TEN INGREDIENTS…with Chef Frank Roda
By Sally Deering
Fame came to Maxwell’s back in the 1980s and it has since become a Hoboken landmark as revered as that other Hoboken celebrity Frank Sinatra. Through the years rock stars and wannabees have set up their amps and drum kits in the small back room reminiscent of the old CBGBs in the East Village. And along with live music, Maxwell’s features a big beautiful bar that dates back to when the place served boilermakers to longshoremen who worked the docks.

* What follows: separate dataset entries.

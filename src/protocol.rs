//! Wire level types of the Yosemitech Modbus dialect.
//!
//! The byte level RTU framing and CRC belong to the Modbus master. This module only
//! describes what goes into a request and what is expected back.
use crate::error::{Mismatch, ValidationError};
use std::fmt;

/// Modbus function code: read holding registers.
pub const READ_HOLDING_REGISTERS: u8 = 0x03;
/// Modbus function code: write single register.
pub const WRITE_SINGLE_REGISTER: u8 = 0x06;
/// Modbus function code: write multiple registers.
pub const WRITE_MULTIPLE_REGISTERS: u8 = 0x10;

/// Slave address every sensor on the bus answers. Only used to query the slave ID, so
/// it is not a valid [`Address`].
pub const BROADCAST_SLAVE: u8 = 0xFF;

/// Factory default baud rate of all Yosemitech sensors (8N1).
pub const FACTORY_DEFAULT_BAUD_RATE: u32 = 9600;

/// A Modbus slave address.
#[derive(Debug, Clone, Copy, PartialEq, Eq, Hash)]
#[cfg_attr(feature = "serde", derive(serde::Serialize, serde::Deserialize))]
#[cfg_attr(feature = "serde", serde(try_from = "u8", into = "u8"))]
pub struct Address(u8);

impl Address {
    pub const MIN: u8 = 1;
    pub const MAX: u8 = 247;

    /// Decodes the slave ID register, which carries the address in its high byte.
    pub fn decode_from_register(word: u16) -> std::result::Result<Self, Mismatch> {
        let [address, _] = word.to_be_bytes();
        Self::try_from(address).map_err(|_| Mismatch::SlaveAddress(address))
    }

    pub fn encode_for_write_register(&self) -> u16 {
        (self.0 as u16) << 8
    }
}

impl std::ops::Deref for Address {
    type Target = u8;
    fn deref(&self) -> &Self::Target {
        &self.0
    }
}

impl Default for Address {
    fn default() -> Self {
        Address(0x01)
    }
}

impl TryFrom<u8> for Address {
    type Error = ValidationError;

    fn try_from(value: u8) -> std::result::Result<Self, Self::Error> {
        if (Self::MIN..=Self::MAX).contains(&value) {
            Ok(Address(value))
        } else {
            Err(ValidationError::AddressOutOfRange(value))
        }
    }
}

impl From<Address> for u8 {
    fn from(address: Address) -> u8 {
        address.0
    }
}

impl fmt::Display for Address {
    fn fmt(&self, f: &mut fmt::Formatter<'_>) -> fmt::Result {
        write!(f, "{:#04x}", self.0)
    }
}

/// The protocol data unit of one request.
#[derive(Debug, Clone, PartialEq)]
pub enum Request {
    ReadHoldingRegisters { address: u16, quantity: u16 },
    WriteSingleRegister { address: u16, value: u16 },
    /// An empty `values` is the vendor trigger command (quantity 0, no payload).
    WriteMultipleRegisters { address: u16, values: Vec<u16> },
}

impl Request {
    pub fn function_code(&self) -> u8 {
        match self {
            Request::ReadHoldingRegisters { .. } => READ_HOLDING_REGISTERS,
            Request::WriteSingleRegister { .. } => WRITE_SINGLE_REGISTER,
            Request::WriteMultipleRegisters { .. } => WRITE_MULTIPLE_REGISTERS,
        }
    }
}

/// A request addressed to one slave. Transient, dropped once the transaction completes.
#[derive(Debug, Clone, PartialEq)]
pub struct RawFrame {
    pub slave: u8,
    pub request: Request,
}

impl RawFrame {
    /// Renders slave address, function code and data bytes. The CRC is left to the master.
    pub fn to_bytes(&self) -> Vec<u8> {
        let mut bytes = vec![self.slave, self.request.function_code()];
        match &self.request {
            Request::ReadHoldingRegisters { address, quantity } => {
                bytes.extend_from_slice(&address.to_be_bytes());
                bytes.extend_from_slice(&quantity.to_be_bytes());
            }
            Request::WriteSingleRegister { address, value } => {
                bytes.extend_from_slice(&address.to_be_bytes());
                bytes.extend_from_slice(&value.to_be_bytes());
            }
            Request::WriteMultipleRegisters { address, values } => {
                bytes.extend_from_slice(&address.to_be_bytes());
                bytes.extend_from_slice(&(values.len() as u16).to_be_bytes());
                bytes.push((values.len() * 2) as u8);
                for value in values {
                    bytes.extend_from_slice(&value.to_be_bytes());
                }
            }
        }
        bytes
    }
}

/// The decoded response to a [`RawFrame`].
#[derive(Debug, Clone, PartialEq)]
pub enum Reply {
    Registers(Vec<u16>),
    /// Echo of address and value.
    WriteSingleRegister(u16, u16),
    /// Echo of address and quantity.
    WriteMultipleRegisters(u16, u16),
}

impl Reply {
    pub fn function_code(&self) -> u8 {
        match self {
            Reply::Registers(_) => READ_HOLDING_REGISTERS,
            Reply::WriteSingleRegister(..) => WRITE_SINGLE_REGISTER,
            Reply::WriteMultipleRegisters(..) => WRITE_MULTIPLE_REGISTERS,
        }
    }

    /// Renders the reply as it appeared on the wire, without CRC.
    pub fn to_bytes(&self, slave: u8) -> Vec<u8> {
        let mut bytes = vec![slave, self.function_code()];
        match self {
            Reply::Registers(words) => {
                bytes.push((words.len() * 2) as u8);
                for word in words {
                    bytes.extend_from_slice(&word.to_be_bytes());
                }
            }
            Reply::WriteSingleRegister(a, b) | Reply::WriteMultipleRegisters(a, b) => {
                bytes.extend_from_slice(&a.to_be_bytes());
                bytes.extend_from_slice(&b.to_be_bytes());
            }
        }
        bytes
    }
}

/// Formats bytes as space separated upper case hex pairs.
pub fn hex(bytes: &[u8]) -> String {
    bytes
        .iter()
        .map(|b| format!("{b:02X}"))
        .collect::<Vec<_>>()
        .join(" ")
}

Good food has always been a big part of Maxwell’s allure. Whether it’s the Angus beef burgers on the bar menu or the omelets served at brunch, hearty dishes of American fare – nothing fancy – just substantial good food keep Maxwell’s customers nourished and coming back for more.
It’s now 2016 and along with a new year, Maxwell’s Tavern has a new chef (well, he started six months ago). Frank Roda, former owner of Francesca’s in Jersey City, now runs the kitchen at Maxwell’s Tavern where he creates Italian fare with a flair.
Chef Roda took a break on a busy Thursday afternoon to sit down with River View Observer and share the Ten Ingredients that make him a chef.
RVO: Did you attend culinary school?
CHEF FRANK : I went to the Culinary Institute at Hudson County Community College. It was the first year the school opened and it was awesome.
RVO: Before culinary school, was there someone or someplace that inspired your love for cooking?
CHEF FRANK : Nonna.’s kitchen. My grandmother Nonna was an amazing home chef. She taught me how to make sauces like marinara and Sunday Gravy. She would make her gravy, with Oxtail.
RVO: What is your cooking background?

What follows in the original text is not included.